Dai Young is delighted to have been sent to Coventry. As the Wasps director of rugby reflects on a new season in which his team is regarded as a major contender, before Sunday’s match against Exeter, the team that pipped them to second place in the Premiership table last season and then knocked them out of the play-offs, the state of the club when he arrived in 2011 seems a distant nightmare.
Young joined from Cardiff Blues, where he had spent eight years, guiding the region to a European Cup semi‑final and the European Challenge Cup final two years later in 2010 when they defeated Toulon. As the recession hit Welsh rugby, so spending was cut but he joined a Premiership club that was even more hard up, struggling to pay bills and wages, and found himself locked in a relegation scrap.
“It is a much more pleasant environment here now,” says the former Wales and Lions captain. “Everything is far more positive on and off the field. That brings different pressures but I would much rather be in the situation I am in now than a few seasons ago when you wondered whether you would get paid or have a job the following week.
“The first couple of years at Wasps were tough. We were fighting relegation as well after a load of retirements and injuries and had to play guys from the under-20s. We should have gone down (in 2012 when they finished one point above relegated Newcastle). That would have been it for the club because we did not have a buyer on the horizon and did not have any assets, no ground or training facilities. I believe keeping us up was my best achievement as a coach. Newcastle went down but they were a better team than us. We found a way of staying up and it was remarkable.”
Wasps then played at Adams Park, the home of Wycombe Wanderers. The only income they generated from the ground was on match days, and then nowhere near enough as they built up a debt in millions with no means to repay it. In 2014 they moved to Coventry, quickly taking full control of the Ricoh Arena and gaining an asset that has allowed them to sign leading players from abroad: George Smith and Charles Piutau last season, Willie Le Roux and Kurtley Beale in this one, although their debuts will be delayed.
“Where we are now is completely different from a few years ago but we can only spend the same as everyone else. It does not matter how much money you have; you can only go to the level of the salary cap. We lost Charles Piutau and signed Willie Le Roux, which is where you want to be. What I want as a coach is two quality players in each position and the prospect of putting combinations together is mouthwatering when you consider the players we will have to choose from behind, with the likes of Le Roux, Beale, Danny Cipriani, Kyle Eastmond, Elliot Daly, Christian Wade, Frank Halai and Jimmy Gopperth in the squad.

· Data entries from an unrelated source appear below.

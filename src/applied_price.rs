use crate::{Ohlcv, Price};

use serde::{Deserialize, Serialize};
use std::fmt::{Debug, Display};

/// Price field extracted from an [`Ohlcv`] bar before it enters an
/// indicator window.
///
/// Each indicator is configured with an `AppliedPrice` that determines which
/// value (or derived value) it computes on.
#[derive(PartialEq, Eq, Hash, Clone, Copy, Default, Debug, Serialize, Deserialize)]
#[serde(rename_all = "lowercase")]
pub enum AppliedPrice {
    /// Opening price.
    Open,
    /// Highest price.
    High,
    /// Closing price.
    #[default]
    Close,
    /// Lowest price.
    Low,
    /// Median price: `(high + low) / 2`.
    Median,
    /// Typical price: `(high + low + close) / 3`.
    Typical,
    /// Weighted close: `(high + low + close + close) / 4`.
    Weighted,
    /// Average price: `(open + high + low + close) / 4`.
    Average,
}

impl Display for AppliedPrice {
    fn fmt(&self, f: &mut std::fmt::Formatter<'_>) -> std::fmt::Result {
        write!(f, "{self:?}")
    }
}

impl AppliedPrice {
    #[inline]
    pub(crate) fn extract(self, ohlcv: &impl Ohlcv) -> Price {
        match self {
            Self::Open => ohlcv.open(),
            Self::High => ohlcv.high(),
            Self::Close => ohlcv.close(),
            Self::Low => ohlcv.low(),
            Self::Median => f64::midpoint(ohlcv.high(), ohlcv.low()),
            Self::Typical => (ohlcv.high() + ohlcv.low() + ohlcv.close()) / 3.0,
            Self::Weighted => (ohlcv.high() + ohlcv.low() + ohlcv.close() + ohlcv.close()) / 4.0,
            Self::Average => (ohlcv.open() + ohlcv.high() + ohlcv.low() + ohlcv.close()) / 4.0,
        }
    }
}
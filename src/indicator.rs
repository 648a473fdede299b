use crate::{AppliedPrice, BufferSet, MaxVisible, PriceSeries, error::Result};

use std::{
    fmt::{Debug, Display},
    hash::Hash,
};

/// Output buffers owned by every indicator: three lines aligned to bar
/// offsets.
pub type Buffers = BufferSet<3>;

/// Configuration for a buffer-based [`Indicator`].
///
/// Every indicator has a corresponding config type that holds its parameters
/// (period count, applied price, etc). Configs are value types: cheap to
/// clone, compare, and hash.
pub trait IndicatorConfig: Sized + PartialEq + Eq + Hash + Display + Debug {
    /// Builder type for constructing this config.
    type Builder: IndicatorConfigBuilder<Self>;

    /// Returns a new builder with default values.
    fn builder() -> Self::Builder;

    /// Period count, already normalized to the working timeframe.
    ///
    /// May be below `2` after timeframe conversion, in which case engines
    /// skip computation.
    fn periods(&self) -> usize;

    /// Price field read from each bar.
    fn applied_price(&self) -> AppliedPrice;

    /// Per-cycle recompute cap.
    fn max_visible(&self) -> MaxVisible;
}

/// Builder for an [`IndicatorConfig`].
pub trait IndicatorConfigBuilder<Config>
where
    Config: IndicatorConfig,
{
    /// Sets the period count.
    #[must_use]
    fn periods(self, periods: usize) -> Self;

    /// Sets the applied price.
    #[must_use]
    fn applied_price(self, applied_price: AppliedPrice) -> Self;

    /// Sets the per-cycle recompute cap.
    #[must_use]
    fn max_visible(self, max_visible: MaxVisible) -> Self;

    /// Builds the config. Panics if required fields are missing.
    #[must_use]
    fn build(self) -> Config;
}

/// A technical indicator that fills offset-aligned output buffers one bar at
/// a time.
///
/// [`compute_bar`](Indicator::compute_bar) reads only bars at the same or
/// larger offset (equal or older data). Filling a range from the oldest bar
/// to the newest in one pass is therefore always safe. The
/// [`Engine`](crate::Engine) drives this from host notifications.
pub trait Indicator: Sized + Clone + Display + Debug {
    /// Configuration type for this indicator.
    type Config: IndicatorConfig;

    /// Buffer names in storage order.
    const BUFFER_NAMES: [&'static str; 3];

    /// Creates a new indicator with unsized buffers.
    fn new(config: Self::Config) -> Self;

    /// The active configuration.
    fn config(&self) -> &Self::Config;

    /// Minimum number of bars a single computation reads.
    fn window_size(&self) -> usize;

    /// Computes and stores the outputs for `bar`.
    ///
    /// # Errors
    ///
    /// Returns an error when the price series is shorter than the window or
    /// the computed value violates an invariant of the indicator. Buffers at
    /// `bar` are left untouched in both cases.
    fn compute_bar(&mut self, bar: usize, prices: &(impl PriceSeries + ?Sized)) -> Result<()>;

    /// Output buffers.
    fn buffers(&self) -> &Buffers;

    /// Mutable output buffers, used by the engine for reset and shift.
    fn buffers_mut(&mut self) -> &mut Buffers;
}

“We are a long way off getting things all together but players will be putting pressure on each other and I will be able to rotate the squad so that nobody plays too many games. It will be after Christmas when we see everyone firing and, while we have signed players of top quality from overseas, having a strong English contingent is important to me: I was delighted to recruit Kyle, even though he was not a planned signing. We had a few injury problems and, when he became available, we jumped in quickly.”
Exeter will present a high opening hurdle. The two sides met five times last season and Wasps’ sole victory was at the Ricoh in the European Champions Cup quarter-final, and that was through a last-minute try. The Chiefs largely thwarted Wasps’ threat in broken play by keeping it tight and using penalties to force driving lineouts in attacking territory.
“We over-exceeded last year without a doubt,” said Young. “No pundits tipped us to be anywhere near the play-offs and my focus remains on ensuring that season after season we are in the top six. We have not achieved that much in the last 10 years. We have to be like Leicester, Saracens and Northampton, always there and playing consistently at European rugby’s top table. Of course we want to push for the top four and to win things, but if you offered me winning something this season and then being out of the top six for the next four or being in the top six for the next five, I would take the latter.
“We learned a lot from the two semi-final defeats, to Exeter and Saracens in the Champions Cup. It was a couple of games too far with a number of players tired and I should have rested some along the way. We need to get used to playing in big games. Sarries had a few failures before they won anything: the more you knock at a door, the better the chance of it opening.”